▶ _Task item_:
Scan the entries for the word "installed" and return every line that has it.

Collected data entries:
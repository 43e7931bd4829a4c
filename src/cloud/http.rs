// Copyright (c) 2025 Erick Bourgeois, firestoned
// SPDX-License-Identifier: MIT

//! REST client for the remote control plane.
//!
//! All calls use the `v20190125` path layout:
//!
//! | Object          | Collection                                               |
//! |-----------------|----------------------------------------------------------|
//! | Virtual router  | `/v20190125/meshes/{mesh}/virtualRouters`                |
//! | Route           | `/v20190125/meshes/{mesh}/virtualRouter/{router}/routes` |
//! | Virtual service | `/v20190125/meshes/{mesh}/virtualServices`               |
//!
//! Creates are `PUT` on the collection, updates are `PUT` on the item,
//! reads are `GET` and deletes are `DELETE` on the item. A 404 response maps
//! to [`ControlPlaneError::NotFound`].

use super::{
    ControlPlane, DesiredVirtualService, RemoteRoute, RemoteVirtualRouter, RemoteVirtualService,
    ResourceStatus,
};
use crate::constants::{
    CONTROL_PLANE_API_VERSION, CONTROL_PLANE_REQUEST_TIMEOUT_SECS, DEFAULT_ROUTER_LISTENER_PORT,
    DEFAULT_ROUTER_LISTENER_PROTOCOL, KIND_ROUTE, KIND_VIRTUAL_ROUTER, KIND_VIRTUAL_SERVICE,
};
use crate::crd::{Route, WeightedTarget};
use crate::errors::ControlPlaneError;
use crate::metrics::record_remote_operation;
use anyhow::{Context as _, Result};
use reqwest::{Client as HttpClient, Method};
use serde::de::DeserializeOwned;
use serde::{Deserialize, Serialize};
use std::collections::HashSet;
use std::time::Duration;
use tracing::{debug, error, info};
use url::Url;

/// Connection settings for [`HttpControlPlane`].
#[derive(Clone, Debug)]
pub struct HttpControlPlaneConfig {
    /// Base URL of the control plane API, e.g. `https://appmesh.us-east-1.amazonaws.com`.
    pub endpoint: String,
    /// Optional bearer token sent as `Authorization: Bearer <token>`.
    pub token: Option<String>,
    /// Listener port configured on routers this client creates.
    pub router_listener_port: u16,
    /// Per-request timeout.
    pub timeout: Duration,
}

impl HttpControlPlaneConfig {
    #[must_use]
    pub fn new(endpoint: impl Into<String>) -> Self {
        Self {
            endpoint: endpoint.into(),
            token: None,
            router_listener_port: DEFAULT_ROUTER_LISTENER_PORT,
            timeout: Duration::from_secs(CONTROL_PLANE_REQUEST_TIMEOUT_SECS),
        }
    }
}

/// [`ControlPlane`] implementation over HTTP.
#[derive(Clone, Debug)]
pub struct HttpControlPlane {
    client: HttpClient,
    base_url: Url,
    token: Option<String>,
    router_listener_port: u16,
}

/// Identity of the object a request targets, used for `NotFound` errors and metrics.
struct Target<'a> {
    kind: &'a str,
    operation: &'a str,
    name: &'a str,
    mesh: &'a str,
}
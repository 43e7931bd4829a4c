// Copyright (c) 2025 Erick Bourgeois, firestoned
// SPDX-License-Identifier: MIT

//! `VirtualService` controller wiring.
//!
//! Watches `VirtualService` objects and maps changes on `Mesh`, `VirtualNode`
//! and `VirtualRouter` objects back to the services that reference them.
//! Each triggered key runs one [`reconcile_virtual_service`] pass.

use crate::constants::{
    KIND_VIRTUAL_SERVICE, NOT_READY_REQUEUE_DURATION_SECS, READY_REQUEUE_DURATION_SECS,
};
use crate::context::{Context, Stores};
use crate::crd::{ConditionStatus, Mesh, VirtualNode, VirtualRouter, VirtualService};
use crate::errors::ReconcileError;
use crate::metrics;
use crate::reconcilers::reconcile_virtual_service;
use anyhow::{Context as _, Result};
use futures::StreamExt;
use kube::api::{Api, ListParams};
use kube::runtime::controller::Action;
use kube::runtime::watcher::Config as WatcherConfig;
use kube::runtime::Controller;
use kube::{Client, ResourceExt};
use std::sync::Arc;
use std::time::{Duration, Instant};
use tracing::{debug, error, info, warn};

/// Run the `VirtualService` controller until its watch streams end.
///
/// When `namespace` is `None` every namespace is watched.
///
/// # Errors
///
/// Returns an error if `VirtualService` objects cannot be listed at startup,
/// typically because the CRD is not installed or RBAC denies access.
pub async fn run_virtual_service_controller(
    client: Client,
    namespace: Option<String>,
    context: Arc<Context>,
) -> Result<()> {
    info!(
        namespace = namespace.as_deref().unwrap_or("<all>"),
        "Starting VirtualService controller"
    );

    let WatchApis {
        virtual_services,
        meshes,
        virtual_nodes,
        virtual_routers,
    } = WatchApis::new(&client, namespace.as_deref());

    virtual_services
        .list(&ListParams::default().limit(1))
        .await
        .context("failed to list VirtualService objects; is the CRD installed?")?;

    let watcher_config = WatcherConfig::default();
    let controller = Controller::new(virtual_services, watcher_config.clone());
    let stores = Stores::new(controller.store());

    let mesh_stores = stores.clone();
    let node_stores = stores.clone();
    let router_stores = stores;

    controller
        .watches(meshes, watcher_config.clone(), move |mesh| {
            let Some(namespace) = mesh.namespace() else {
                return vec![];
            };
            mesh_stores.virtual_services_in_mesh(&namespace, &mesh.name_any())
        })
        .watches(virtual_nodes, watcher_config.clone(), move |node| {
            let Some(namespace) = node.namespace() else {
                return vec![];
            };
            node_stores.virtual_services_referencing_node(&namespace, &node.name_any())
        })
        .watches(virtual_routers, watcher_config, move |router| {
            let Some(namespace) = router.namespace() else {
                return vec![];
            };
            router_stores.virtual_services_referencing_router(&namespace, &router.name_any())
        })
        .run(reconcile_wrapper, error_policy, context)
        .for_each(|result| {
            if let Err(e) = result {
                debug!("Controller event: {}", e);
            }
            futures::future::ready(())
        })
        .await;

    warn!("VirtualService controller stopped");
    Ok(())
}

/// APIs watched by the controller.
///
/// Meshes are always watched cluster-wide because `meshName: name.namespace`
/// may point outside the watched namespace.
pub(crate) struct WatchApis {
    pub virtual_services: Api<VirtualService>,
    pub meshes: Api<Mesh>,
    pub virtual_nodes: Api<VirtualNode>,
    pub virtual_routers: Api<VirtualRouter>,
}

impl WatchApis {
    pub(crate) fn new(client: &Client, namespace: Option<&str>) -> Self {
        Self {
            virtual_services: api_for(client, namespace),
            meshes: Api::all(client.clone()),
            virtual_nodes: api_for(client, namespace),
            virtual_routers: api_for(client, namespace),
        }
    }
}

fn api_for<K>(client: &Client, namespace: Option<&str>) -> Api<K>
where
    K: kube::Resource<DynamicType = (), Scope = kube::core::NamespaceResourceScope>,
{
    match namespace {
        Some(ns) => Api::namespaced(client.clone(), ns),
        None => Api::all(client.clone()),
    }
}

/// Run one pass for `vs` and pick the next requeue interval.
async fn reconcile_wrapper(
    vs: Arc<VirtualService>,
    ctx: Arc<Context>,
) -> Result<Action, ReconcileError> {
    let start = Instant::now();
    let namespace = vs.namespace().unwrap_or_default();
    let name = vs.name_any();

    match reconcile_virtual_service(&ctx, &namespace, &name).await {
        Ok(()) => {
            metrics::record_reconciliation_success(KIND_VIRTUAL_SERVICE, start.elapsed());

            let ready = ctx
                .virtual_services
                .get(&namespace, &name)
                .await
                .is_ok_and(|current| is_ready(&current));
            if ready {
                debug!("VirtualService {}/{} ready, requeueing in 5 minutes", namespace, name);
                Ok(Action::requeue(Duration::from_secs(
                    READY_REQUEUE_DURATION_SECS,
                )))
            } else {
                debug!("VirtualService {}/{} not ready, requeueing in 30 seconds", namespace, name);
                Ok(Action::requeue(Duration::from_secs(
                    NOT_READY_REQUEUE_DURATION_SECS,
                )))
            }
        }
        Err(e) => {
            metrics::record_reconciliation_error(KIND_VIRTUAL_SERVICE, start.elapsed());
            error!("Failed to reconcile VirtualService {}/{}: {}", namespace, name, e);
            Err(e)
        }
    }
}

/// Error policy: requeue after the delay the error kind recommends.
#[allow(clippy::needless_pass_by_value)] // Signature required by kube::runtime::Controller
fn error_policy(vs: Arc<VirtualService>, err: &ReconcileError, _ctx: Arc<Context>) -> Action {
    let requeue_after = err.requeue_after();
    metrics::record_error(KIND_VIRTUAL_SERVICE, err.error_type());
    metrics::record_reconciliation_requeue(KIND_VIRTUAL_SERVICE, err.error_type());
    error!(
        error = %err,
        virtual_service = %format!("{}/{}", vs.namespace().unwrap_or_default(), vs.name_any()),
        retryable = err.is_retryable(),
        "Reconciliation error - will retry in {}s",
        requeue_after.as_secs()
    );
    Action::requeue(requeue_after)
}

/// A service is ready when every reported condition is `True`.
#[must_use]
pub fn is_ready(vs: &VirtualService) -> bool {
    let conditions = vs.conditions();
    !conditions.is_empty()
        && conditions
            .iter()
            .all(|c| c.status == ConditionStatus::True)
}

#[cfg(test)]
#[path = "controller_tests.rs"]
mod controller_tests;
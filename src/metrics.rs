// Copyright (c) 2025 Erick Bourgeois, firestoned
// SPDX-License-Identifier: MIT

//! Prometheus metrics for the meshroute operator.
//!
//! All metric names carry the `meshroute_` prefix.
//!
//! # Metrics Categories
//!
//! - **Reconciliation Metrics** - Pass outcomes, durations and requeues
//! - **Control Plane Metrics** - Remote API calls by object kind and operation
//! - **Error Metrics** - Failed passes by error type
//!
//! # Example
//!
//! ```rust,no_run
//! use meshroute::metrics::record_reconciliation_success;
//!
//! record_reconciliation_success("VirtualService", std::time::Duration::from_secs(1));
//! ```

use prometheus::{CounterVec, Encoder, HistogramOpts, HistogramVec, Opts, Registry, TextEncoder};
use std::sync::LazyLock;
use std::time::Duration;

// ============================================================================
// Metric Name Constants
// ============================================================================

/// Namespace prefix for all meshroute metrics
const METRICS_NAMESPACE: &str = "meshroute";

// ============================================================================
// Global Metrics Registry
// ============================================================================

/// Global Prometheus metrics registry
///
/// All metrics are registered in this registry and exposed via `/metrics` endpoint.
pub static METRICS_REGISTRY: LazyLock<Registry> = LazyLock::new(Registry::new);

// ============================================================================
// Reconciliation Metrics
// ============================================================================

/// Total number of reconciliations by resource type and status
///
/// Labels:
/// - `resource_type`: Kind of resource (e.g., `VirtualService`)
/// - `status`: Outcome (`success`, `error`, `requeue`)
pub static RECONCILIATION_TOTAL: LazyLock<CounterVec> = LazyLock::new(|| {
    let opts = Opts::new(
        format!("{METRICS_NAMESPACE}_reconciliations_total"),
        "Total number of reconciliations by resource type and status",
    );
    let counter = CounterVec::new(opts, &["resource_type", "status"]).unwrap();
    METRICS_REGISTRY
        .register(Box::new(counter.clone()))
        .unwrap();
    counter
});

/// Duration of reconciliations in seconds
///
/// Labels:
/// - `resource_type`: Kind of resource
pub static RECONCILIATION_DURATION_SECONDS: LazyLock<HistogramVec> = LazyLock::new(|| {
    let opts = HistogramOpts::new(
        format!("{METRICS_NAMESPACE}_reconciliation_duration_seconds"),
        "Duration of reconciliations in seconds by resource type",
    )
    .buckets(vec![0.001, 0.01, 0.1, 0.5, 1.0, 2.0, 5.0, 10.0, 30.0, 60.0]);
    let histogram = HistogramVec::new(opts, &["resource_type"]).unwrap();
    METRICS_REGISTRY
        .register(Box::new(histogram.clone()))
        .unwrap();
    histogram
});

/// Total number of requeue operations
///
/// Labels:
/// - `resource_type`: Kind of resource
/// - `reason`: Error type that caused the requeue
pub static REQUEUE_TOTAL: LazyLock<CounterVec> = LazyLock::new(|| {
    let opts = Opts::new(
        format!("{METRICS_NAMESPACE}_requeues_total"),
        "Total number of requeue operations by resource type and reason",
    );
    let counter = CounterVec::new(opts, &["resource_type", "reason"]).unwrap();
    METRICS_REGISTRY
        .register(Box::new(counter.clone()))
        .unwrap();
    counter
});

// ============================================================================
// Control Plane Metrics
// ============================================================================

/// Total number of control plane API calls
///
/// Labels:
/// - `kind`: Remote object kind (`VirtualRouter`, `Route`, `VirtualService`)
/// - `operation`: `get`, `list`, `create`, `update` or `delete`
/// - `result`: `success`, `not_found` or `error`
pub static REMOTE_OPERATIONS_TOTAL: LazyLock<CounterVec> = LazyLock::new(|| {
    let opts = Opts::new(
        format!("{METRICS_NAMESPACE}_remote_operations_total"),
        "Total number of control plane API calls by kind, operation and result",
    );
    let counter = CounterVec::new(opts, &["kind", "operation", "result"]).unwrap();
    METRICS_REGISTRY
        .register(Box::new(counter.clone()))
        .unwrap();
    counter
});

// ============================================================================
// Error Metrics
// ============================================================================

/// Total number of errors by resource type and error category
///
/// Labels:
/// - `resource_type`: Kind of resource
/// - `error_type`: Category of error (`validation`, `mesh_not_active`, `conflict`,
///   `store`, `control_plane`, `routes`)
pub static ERRORS_TOTAL: LazyLock<CounterVec> = LazyLock::new(|| {
    let opts = Opts::new(
        format!("{METRICS_NAMESPACE}_errors_total"),
        "Total number of errors by resource type and error category",
    );
    let counter = CounterVec::new(opts, &["resource_type", "error_type"]).unwrap();
    METRICS_REGISTRY
        .register(Box::new(counter.clone()))
        .unwrap();
    counter
});

// ============================================================================
// Helper Functions
// ============================================================================

/// Record a successful reconciliation
///
/// # Arguments
/// * `resource_type` - The kind of resource reconciled (e.g., `VirtualService`)
/// * `duration` - Duration of the reconciliation
pub fn record_reconciliation_success(resource_type: &str, duration: Duration) {
    RECONCILIATION_TOTAL
        .with_label_values(&[resource_type, "success"])
        .inc();
    RECONCILIATION_DURATION_SECONDS
        .with_label_values(&[resource_type])
        .observe(duration.as_secs_f64());
}

/// Record a failed reconciliation
///
/// # Arguments
/// * `resource_type` - The kind of resource reconciled
/// * `duration` - Duration of the reconciliation before failure
pub fn record_reconciliation_error(resource_type: &str, duration: Duration) {
    RECONCILIATION_TOTAL
        .with_label_values(&[resource_type, "error"])
        .inc();
    RECONCILIATION_DURATION_SECONDS
        .with_label_values(&[resource_type])
        .observe(duration.as_secs_f64());
}

/// Record a reconciliation requeue
///
/// # Arguments
/// * `resource_type` - The kind of resource reconciled
/// * `reason` - Reason for requeue (the error type)
pub fn record_reconciliation_requeue(resource_type: &str, reason: &str) {
    RECONCILIATION_TOTAL
        .with_label_values(&[resource_type, "requeue"])
        .inc();
    REQUEUE_TOTAL
        .with_label_values(&[resource_type, reason])
        .inc();
}

/// Record a control plane API call
///
/// # Arguments
/// * `kind` - Remote object kind
/// * `operation` - `get`, `list`, `create`, `update` or `delete`
/// * `result` - `success`, `not_found` or `error`
pub fn record_remote_operation(kind: &str, operation: &str, result: &str) {
    REMOTE_OPERATIONS_TOTAL
        .with_label_values(&[kind, operation, result])
        .inc();
}

/// Record an error
///
/// # Arguments
/// * `resource_type` - The kind of resource where error occurred
/// * `error_type` - Category of error (see [`ERRORS_TOTAL`])
pub fn record_error(resource_type: &str, error_type: &str) {
    ERRORS_TOTAL
        .with_label_values(&[resource_type, error_type])
        .inc();
}

/// Gather and encode all metrics in Prometheus text format
///
/// # Errors
/// Returns error if encoding fails
pub fn gather_metrics() -> Result<String, prometheus::Error> {
    let encoder = TextEncoder::new();
    let metric_families = METRICS_REGISTRY.gather();
    let mut buffer = Vec::new();
    encoder.encode(&metric_families, &mut buffer)?;
    String::from_utf8(buffer).map_err(|e| prometheus::Error::Msg(format!("UTF-8 error: {e}")))
}
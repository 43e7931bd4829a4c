// Copyright (c) 2025 Erick Bourgeois, firestoned
// SPDX-License-Identifier: MIT

//! Objects a `VirtualService` refers to.
//!
//! A `VirtualService` may delegate to a `VirtualNode` or a `VirtualRouter`
//! through its provider, and always belongs to a `Mesh`. The controller uses
//! these relations to requeue the services that depend on an object when
//! that object changes.

use crate::crd::{VirtualNodeReference, VirtualRouterReference, VirtualService};
use kube::ResourceExt;
use std::collections::BTreeSet;
use std::fmt;

/// Namespaced name of a referenced object.
#[derive(Clone, Debug, PartialEq, Eq, Hash, PartialOrd, Ord)]
pub struct ObjectKey {
    pub namespace: String,
    pub name: String,
}

impl ObjectKey {
    #[must_use]
    pub fn new(namespace: impl Into<String>, name: impl Into<String>) -> Self {
        Self {
            namespace: namespace.into(),
            name: name.into(),
        }
    }

    /// Key of a namespaced Kubernetes object.
    #[must_use]
    pub fn of<K: ResourceExt>(obj: &K) -> Self {
        Self::new(obj.namespace().unwrap_or_default(), obj.name_any())
    }
}

impl fmt::Display for ObjectKey {
    fn fmt(&self, f: &mut fmt::Formatter<'_>) -> fmt::Result {
        write!(f, "{}/{}", self.namespace, self.name)
    }
}

/// `VirtualNode` references in the service's provider.
#[must_use]
pub fn extract_virtual_node_references(vs: &VirtualService) -> Vec<VirtualNodeReference> {
    vs.spec
        .provider
        .as_ref()
        .and_then(|provider| provider.virtual_node.as_ref())
        .map(|node| node.virtual_node_ref.clone())
        .into_iter()
        .collect()
}

/// `VirtualRouter` references in the service's provider.
#[must_use]
pub fn extract_virtual_router_references(vs: &VirtualService) -> Vec<VirtualRouterReference> {
    vs.spec
        .provider
        .as_ref()
        .and_then(|provider| provider.virtual_router.as_ref())
        .map(|router| router.virtual_router_ref.clone())
        .into_iter()
        .collect()
}

/// Keys of the referenced `VirtualNode`s; unqualified references resolve to
/// the service's namespace.
#[must_use]
pub fn virtual_node_reference_keys(vs: &VirtualService) -> BTreeSet<ObjectKey> {
    let default_namespace = vs.namespace().unwrap_or_default();
    extract_virtual_node_references(vs)
        .into_iter()
        .map(|r| {
            ObjectKey::new(
                r.namespace.unwrap_or_else(|| default_namespace.clone()),
                r.name,
            )
        })
        .collect()
}

/// Keys of the referenced `VirtualRouter`s; unqualified references resolve to
/// the service's namespace.
#[must_use]
pub fn virtual_router_reference_keys(vs: &VirtualService) -> BTreeSet<ObjectKey> {
    let default_namespace = vs.namespace().unwrap_or_default();
    extract_virtual_router_references(vs)
        .into_iter()
        .map(|r| {
            ObjectKey::new(
                r.namespace.unwrap_or_else(|| default_namespace.clone()),
                r.name,
            )
        })
        .collect()
}

/// Key of the mesh a service belongs to.
#[must_use]
pub fn mesh_key(vs: &VirtualService) -> ObjectKey {
    let (name, namespace) = vs.mesh_ref();
    ObjectKey::new(namespace, name)
}

/// Services among `services` whose provider references the `VirtualNode` `node`.
pub fn virtual_services_referencing_node<'a>(
    services: impl IntoIterator<Item = &'a VirtualService>,
    node: &ObjectKey,
) -> Vec<ObjectKey> {
    services
        .into_iter()
        .filter(|vs| virtual_node_reference_keys(vs).contains(node))
        .map(ObjectKey::of)
        .collect()
}

/// Services among `services` whose provider references the `VirtualRouter` `router`.
pub fn virtual_services_referencing_router<'a>(
    services: impl IntoIterator<Item = &'a VirtualService>,
    router: &ObjectKey,
) -> Vec<ObjectKey> {
    services
        .into_iter()
        .filter(|vs| virtual_router_reference_keys(vs).contains(router))
        .map(ObjectKey::of)
        .collect()
}

/// Services among `services` that belong to `mesh`.
pub fn virtual_services_in_mesh<'a>(
    services: impl IntoIterator<Item = &'a VirtualService>,
    mesh: &ObjectKey,
) -> Vec<ObjectKey> {
    services
        .into_iter()
        .filter(|vs| !vs.spec.mesh_name.is_empty() && mesh_key(vs) == *mesh)
        .map(ObjectKey::of)
        .collect()
}

#[cfg(test)]
#[path = "references_tests.rs"]
mod references_tests;
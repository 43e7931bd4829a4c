// Copyright (c) 2025 Erick Bourgeois, firestoned
// SPDX-License-Identifier: MIT

//! Remote service mesh control plane.
//!
//! [`ControlPlane`] is the contract the reconciler needs from the remote API:
//! virtual routers, their routes, and virtual services, all scoped to a mesh.
//! Every read and delete distinguishes "not found"
//! ([`ControlPlaneError::NotFound`]) from other failures, and every returned
//! object carries its remote lifecycle [`ResourceStatus`].
//!
//! [`http::HttpControlPlane`] implements the contract over the REST API.

pub mod http;

use crate::crd::{Route, WeightedTarget};
use crate::errors::ControlPlaneError;
use std::collections::BTreeSet;
use std::fmt;

/// Lifecycle state the control plane reports for any object.
#[derive(Clone, Copy, Debug, PartialEq, Eq, Hash)]
pub enum ResourceStatus {
    Active,
    Inactive,
    Deleted,
}

impl ResourceStatus {
    /// Parse the wire value (`ACTIVE`, `INACTIVE`, `DELETED`).
    #[must_use]
    pub fn from_wire(value: &str) -> Option<Self> {
        match value {
            "ACTIVE" => Some(Self::Active),
            "INACTIVE" => Some(Self::Inactive),
            "DELETED" => Some(Self::Deleted),
            _ => None,
        }
    }

    /// Wire value of this status.
    #[must_use]
    pub fn as_wire(self) -> &'static str {
        match self {
            Self::Active => "ACTIVE",
            Self::Inactive => "INACTIVE",
            Self::Deleted => "DELETED",
        }
    }

    #[must_use]
    pub fn is_active(self) -> bool {
        self == Self::Active
    }
}

impl fmt::Display for ResourceStatus {
    fn fmt(&self, f: &mut fmt::Formatter<'_>) -> fmt::Result {
        f.write_str(self.as_wire())
    }
}

/// A virtual router as reported by the control plane.
#[derive(Clone, Debug, PartialEq, Eq)]
pub struct RemoteVirtualRouter {
    pub name: String,
    pub mesh_name: String,
    pub status: ResourceStatus,
}

/// A route as reported by the control plane.
#[derive(Clone, Debug, PartialEq, Eq)]
pub struct RemoteRoute {
    pub name: String,
    pub virtual_router_name: String,
    pub prefix: String,
    pub weighted_targets: BTreeSet<WeightedTarget>,
    pub status: ResourceStatus,
}

impl RemoteRoute {
    /// Build the remote view of a desired route, as the control plane would echo it.
    #[must_use]
    pub fn from_route(route: &Route, virtual_router_name: &str, status: ResourceStatus) -> Self {
        Self {
            name: route.name.clone(),
            virtual_router_name: virtual_router_name.to_string(),
            prefix: route.prefix().to_string(),
            weighted_targets: route.weighted_target_set(),
            status,
        }
    }
}

/// A virtual service as reported by the control plane.
#[derive(Clone, Debug, PartialEq, Eq)]
pub struct RemoteVirtualService {
    pub name: String,
    pub mesh_name: String,
    /// Router the service is bound to, if its provider is a virtual router.
    pub virtual_router_name: Option<String>,
    pub status: ResourceStatus,
}

/// Desired remote virtual service, derived from a `VirtualService` resource.
#[derive(Clone, Debug, PartialEq, Eq)]
pub struct DesiredVirtualService {
    pub name: String,
    pub virtual_router_name: String,
}

/// Operations the reconciler performs against the remote control plane.
///
/// Implementations perform one request-response exchange per call, without
/// retries. Backoff belongs to the caller's scheduling layer.
#[async_trait::async_trait]
pub trait ControlPlane: Send + Sync {
    async fn get_virtual_router(
        &self,
        name: &str,
        mesh_name: &str,
    ) -> Result<RemoteVirtualRouter, ControlPlaneError>;

    async fn create_virtual_router(
        &self,
        name: &str,
        mesh_name: &str,
    ) -> Result<RemoteVirtualRouter, ControlPlaneError>;

    async fn delete_virtual_router(&self, name: &str, mesh_name: &str)
        -> Result<(), ControlPlaneError>;

    async fn get_routes_for_virtual_router(
        &self,
        virtual_router_name: &str,
        mesh_name: &str,
    ) -> Result<Vec<RemoteRoute>, ControlPlaneError>;

    async fn create_route(
        &self,
        route: &Route,
        virtual_router_name: &str,
        mesh_name: &str,
    ) -> Result<RemoteRoute, ControlPlaneError>;

    async fn update_route(
        &self,
        route: &Route,
        virtual_router_name: &str,
        mesh_name: &str,
    ) -> Result<RemoteRoute, ControlPlaneError>;

    async fn delete_route(
        &self,
        name: &str,
        virtual_router_name: &str,
        mesh_name: &str,
    ) -> Result<(), ControlPlaneError>;

    async fn get_virtual_service(
        &self,
        name: &str,
        mesh_name: &str,
    ) -> Result<RemoteVirtualService, ControlPlaneError>;

    async fn create_virtual_service(
        &self,
        desired: &DesiredVirtualService,
        mesh_name: &str,
    ) -> Result<RemoteVirtualService, ControlPlaneError>;

    async fn update_virtual_service(
        &self,
        desired: &DesiredVirtualService,
        mesh_name: &str,
    ) -> Result<RemoteVirtualService, ControlPlaneError>;

    async fn delete_virtual_service(
        &self,
        name: &str,
        mesh_name: &str,
    ) -> Result<(), ControlPlaneError>;
}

▶ _Exercise result_:
/// typically because the CRD is not installed or RBAC denies access.
        .context("failed to list VirtualService objects; is the CRD installed?")?;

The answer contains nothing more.